Simultaneously the Senate and the House of Representatives each created a select Iran-Contra committee. These committees were charged with holding hearings to uncover facts and to recommend legislative action to prevent future illegal foreign policy operations. In their zeal to fully expose the affair, the committees granted limited forms of immunity to several key witnesses. This decision proved to be a mixed blessing. On the one hand, it provided Congress and the U.S. public with a wider understanding of the affair through televised hearings (which also made a public favorite out of Lieutenant Colonel North). But it ultimately proved harmful to efforts to prosecute North and Vice Admiral Poindexter.

The attorney general requested that an independent counsel be appointed to investigate wrongdoing. An independent counsel is a special appointee who is given the authority to bring indictments and pursue convictions. For this important role, the U.S. Court of Appeals for the District of Columbia Circuit, Independent Counsel Division, selected Lawrence E. Walsh, a former American Bar Association president and former federal judge. Legal authority for Walsh's appointment existed in provisions of the Ethics in Government Act (Pub. L. No. 95-521 [Oct. 26, 1978], 92 Stat. 1824 [28 U.S.C.A. § 592(c) (1) (1982)]).
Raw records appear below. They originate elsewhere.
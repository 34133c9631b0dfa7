//! Row-block access to count matrices
//!
//! Every transform in this crate is expressed as a [`BlockMap`]: a function
//! from one block of genes (rows) to a block of transformed values of the same
//! shape. Block-backed matrices are read through a [`BlockStore`] and written
//! through a [`BlockSink`], so only one block is resident at a time.

use std::ops::Range;
use std::sync::Arc;

use ndarray::{Array2, ArrayView2, Axis};
use serde::{Deserialize, Serialize};

use crate::error::{Result, TransformError};

/// Default number of genes per block for in-memory inputs
pub const DEFAULT_BLOCK_ROWS: usize = 1000;

/// Block partitioning for in-memory inputs.
///
/// Block-backed inputs keep the partitioning of their store.
#[derive(Debug, Clone, Serialize, Deserialize)]
pub struct BlockParams {
    /// Number of genes per block
    pub block_rows: usize,
}

impl Default for BlockParams {
    fn default() -> Self {
        Self {
            block_rows: DEFAULT_BLOCK_ROWS,
        }
    }
}

impl BlockParams {
    /// Split `n_genes` rows into consecutive ranges of at most `block_rows`
    pub fn ranges(&self, n_genes: usize) -> Vec<Range<usize>> {
        let step = self.block_rows.max(1);
        (0..n_genes)
            .step_by(step)
            .map(|start| start..(start + step).min(n_genes))
            .collect()
    }
}

/// Position of a block within the full matrix
#[derive(Debug, Clone, Copy, PartialEq, Eq)]
pub struct BlockInfo {
    /// Zero-based block index
    pub index: usize,
    /// Gene index of the first row in the block
    pub row_offset: usize,
    /// Number of rows in the block
    pub n_rows: usize,
}

impl BlockInfo {
    pub fn new(index: usize, rows: &Range<usize>) -> Self {
        Self {
            index,
            row_offset: rows.start,
            n_rows: rows.len(),
        }
    }

    /// Row range covered by the block, in full-matrix coordinates
    pub fn rows(&self) -> Range<usize> {
        self.row_offset..self.row_offset + self.n_rows
    }
}

/// One stored (structurally non-zero) entry of a sparse matrix
#[derive(Debug, Clone, Copy, PartialEq)]
pub struct StoredEntry {
    pub gene: usize,
    pub sample: usize,
    pub value: f64,
}

/// A transformation applied one row block at a time.
pub trait BlockMap: Sync {
    /// Whether every zero input entry maps to exactly zero.
    ///
    /// When true, sparse inputs are transformed through [`BlockMap::map_stored`]
    /// and keep their sparsity pattern.
    fn preserves_zeros(&self) -> bool {
        false
    }

    /// Transform a dense block. The result must have the shape of `block`.
    fn map_dense(&self, info: BlockInfo, block: ArrayView2<'_, f64>) -> Result<Array2<f64>>;

    /// Transform the stored entries of a sparse block in place.
    fn map_stored(&self, info: BlockInfo, entries: &mut [StoredEntry]) -> Result<()> {
        let _ = entries;
        Err(TransformError::InvalidInput {
            reason: format!(
                "block {} cannot be transformed entry-wise on sparse storage",
                info.index
            ),
        })
    }
}

/// Read access to a matrix kept in row blocks (possibly out of core)
pub trait BlockStore: Send + Sync {
    /// (genes, samples)
    fn dim(&self) -> (usize, usize);

    fn n_blocks(&self) -> usize;

    /// Gene range of block `index`
    fn block_range(&self, index: usize) -> Range<usize>;

    /// Materialize block `index` as a dense (rows x samples) array
    fn read_block(&self, index: usize) -> Result<Array2<f64>>;
}

/// Destination for transformed blocks, written in block order
pub trait BlockSink {
    fn write_block(&mut self, info: BlockInfo, block: Array2<f64>) -> Result<()>;
}

/// Blocks held in memory. Serves both as a store and as a sink.
#[derive(Debug, Clone)]
pub struct InMemoryBlocks {
    n_samples: usize,
    row_starts: Vec<usize>,
    blocks: Vec<Array2<f64>>,
}

impl InMemoryBlocks {
    /// Empty collection expecting blocks with `n_samples` columns
    pub fn new(n_samples: usize) -> Self {
        Self {
            n_samples,
            row_starts: Vec::new(),
            blocks: Vec::new(),
        }
    }

    /// Split a dense matrix into row blocks
    pub fn from_dense(matrix: &Array2<f64>, params: &BlockParams) -> Self {
        let mut store = Self::new(matrix.ncols());
        for rows in params.ranges(matrix.nrows()) {
            store.row_starts.push(rows.start);
            store
                .blocks
                .push(matrix.slice(ndarray::s![rows, ..]).to_owned());
        }
        store
    }

    fn n_genes(&self) -> usize {
        self.blocks.iter().map(|b| b.nrows()).sum()
    }

    /// Concatenate all blocks into one dense matrix
    pub fn to_dense(&self) -> Result<Array2<f64>> {
        if self.blocks.is_empty() {
            return Ok(Array2::zeros((0, self.n_samples)));
        }
        let views: Vec<ArrayView2<'_, f64>> = self.blocks.iter().map(|b| b.view()).collect();
        ndarray::concatenate(Axis(0), &views).map_err(|e| TransformError::DimensionMismatch {
            expected: format!("blocks with {} columns", self.n_samples),
            got: e.to_string(),
        })
    }
}

impl BlockStore for InMemoryBlocks {
    fn dim(&self) -> (usize, usize) {
        (self.n_genes(), self.n_samples)
    }

    fn n_blocks(&self) -> usize {
        self.blocks.len()
    }

    fn block_range(&self, index: usize) -> Range<usize> {
        let start = self.row_starts[index];
        start..start + self.blocks[index].nrows()
    }

    fn read_block(&self, index: usize) -> Result<Array2<f64>> {
        self.blocks
            .get(index)
            .cloned()
            .ok_or_else(|| TransformError::InvalidInput {
                reason: format!("block {} out of range ({} blocks)", index, self.blocks.len()),
            })
    }
}

impl BlockSink for InMemoryBlocks {
    fn write_block(&mut self, info: BlockInfo, block: Array2<f64>) -> Result<()> {
        if info.index != self.blocks.len() {
            return Err(TransformError::InvalidInput {
                reason: format!(
                    "blocks must be written in order: expected block {}, got {}",
                    self.blocks.len(),
                    info.index
                ),
            });
        }
        if block.ncols() != self.n_samples || block.nrows() != info.n_rows {
            return Err(TransformError::DimensionMismatch {
                expected: format!("{} x {} block", info.n_rows, self.n_samples),
                got: format!("{} x {} block", block.nrows(), block.ncols()),
            });
        }
        self.row_starts.push(info.row_offset);
        self.blocks.push(block);
        Ok(())
    }
}

/// A count matrix accessed block by block through a shared [`BlockStore`]
#[derive(Clone)]
pub struct BlockedCounts {
    store: Arc<dyn BlockStore>,
}

impl std::fmt::Debug for BlockedCounts {
    fn fmt(&self, f: &mut std::fmt::Formatter<'_>) -> std::fmt::Result {
        f.debug_struct("BlockedCounts")
            .field("dim", &self.store.dim())
            .field("n_blocks", &self.store.n_blocks())
            .finish()
    }
}

impl BlockedCounts {
    pub fn new<S: BlockStore + 'static>(store: S) -> Self {
        Self {
            store: Arc::new(store),
        }
    }

    pub fn from_shared(store: Arc<dyn BlockStore>) -> Self {
        Self { store }
    }

    pub fn dim(&self) -> (usize, usize) {
        self.store.dim()
    }

    pub fn n_blocks(&self) -> usize {
        self.store.n_blocks()
    }

    pub fn block_info(&self, index: usize) -> BlockInfo {
        BlockInfo::new(index, &self.store.block_range(index))
    }

    /// Read one block, checking only its shape
    pub fn read_values(&self, index: usize) -> Result<Array2<f64>> {
        let block = self.store.read_block(index)?;
        let info = self.block_info(index);
        let (_, n_samples) = self.dim();
        if block.nrows() != info.n_rows || block.ncols() != n_samples {
            return Err(TransformError::DimensionMismatch {
                expected: format!("{} x {} block", info.n_rows, n_samples),
                got: format!("{} x {} block", block.nrows(), block.ncols()),
            });
        }
        Ok(block)
    }

    /// Read one block and check it holds valid counts
    pub fn read_block(&self, index: usize) -> Result<Array2<f64>> {
        let block = self.read_values(index)?;
        super::adapter::check_count_values(block.iter())?;
        Ok(block)
    }

    /// Materialize every block into one dense count matrix
    pub fn to_dense(&self) -> Result<Array2<f64>> {
        self.assemble(Self::read_block)
    }

    /// Materialize every block without the count checks (for transformed values)
    pub fn values_to_dense(&self) -> Result<Array2<f64>> {
        self.assemble(Self::read_values)
    }

    fn assemble(&self, read: fn(&Self, usize) -> Result<Array2<f64>>) -> Result<Array2<f64>> {
        let (n_genes, n_samples) = self.dim();
        let mut dense = Array2::zeros((n_genes, n_samples));
        for index in 0..self.n_blocks() {
            let info = self.block_info(index);
            let block = read(self, index)?;
            dense.slice_mut(ndarray::s![info.rows(), ..]).assign(&block);
        }
        Ok(dense)
    }
}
The various Iran-Contra investigations soon found a plethora of legal violations. The covert arms sales to Iran violated numerous statutes that restricted the transfer of arms to nations that support international terrorism, principally the Arms Export Control Act of 1976 (Pub. L. No. 90-629, 89 Stat. 1320 [22 U.S.C.A. §§ 2751-2796c (1989 Supp.)]). By failing to report the Iranian sales to Congress, the Reagan administration had ignored reporting provisions in the 1980 Intelligence Oversight Act (Pub. L. No. 96-450, tit. IV, 407(b) (1), 94 Stat. 1981 [50 U.S.C.A. § 413 (1982)]). That law required the president to notify Congress in a timely fashion of any "significant anticipated intelligence activity, and to make a formal written "finding" (declaration) that each covert operation was important to national security. Three findings were at issue in the Iran-Contra affair: (1) Not only had President Reagan failed to report the first arms sales, but he had also authorized them through Israeli intermediaries by "oral" findings that were not authorized by intelligence oversight statutes. (2) The Central Intelligence Agency (CIA) justified a second shipment of arms to the Iranians through a "retroactive" finding issued by the CIA's general counsel; Poindexter admitted destroying this finding. (3) President Reagan admitted signing a third written finding, in January 1986, but later claimed he had never read it.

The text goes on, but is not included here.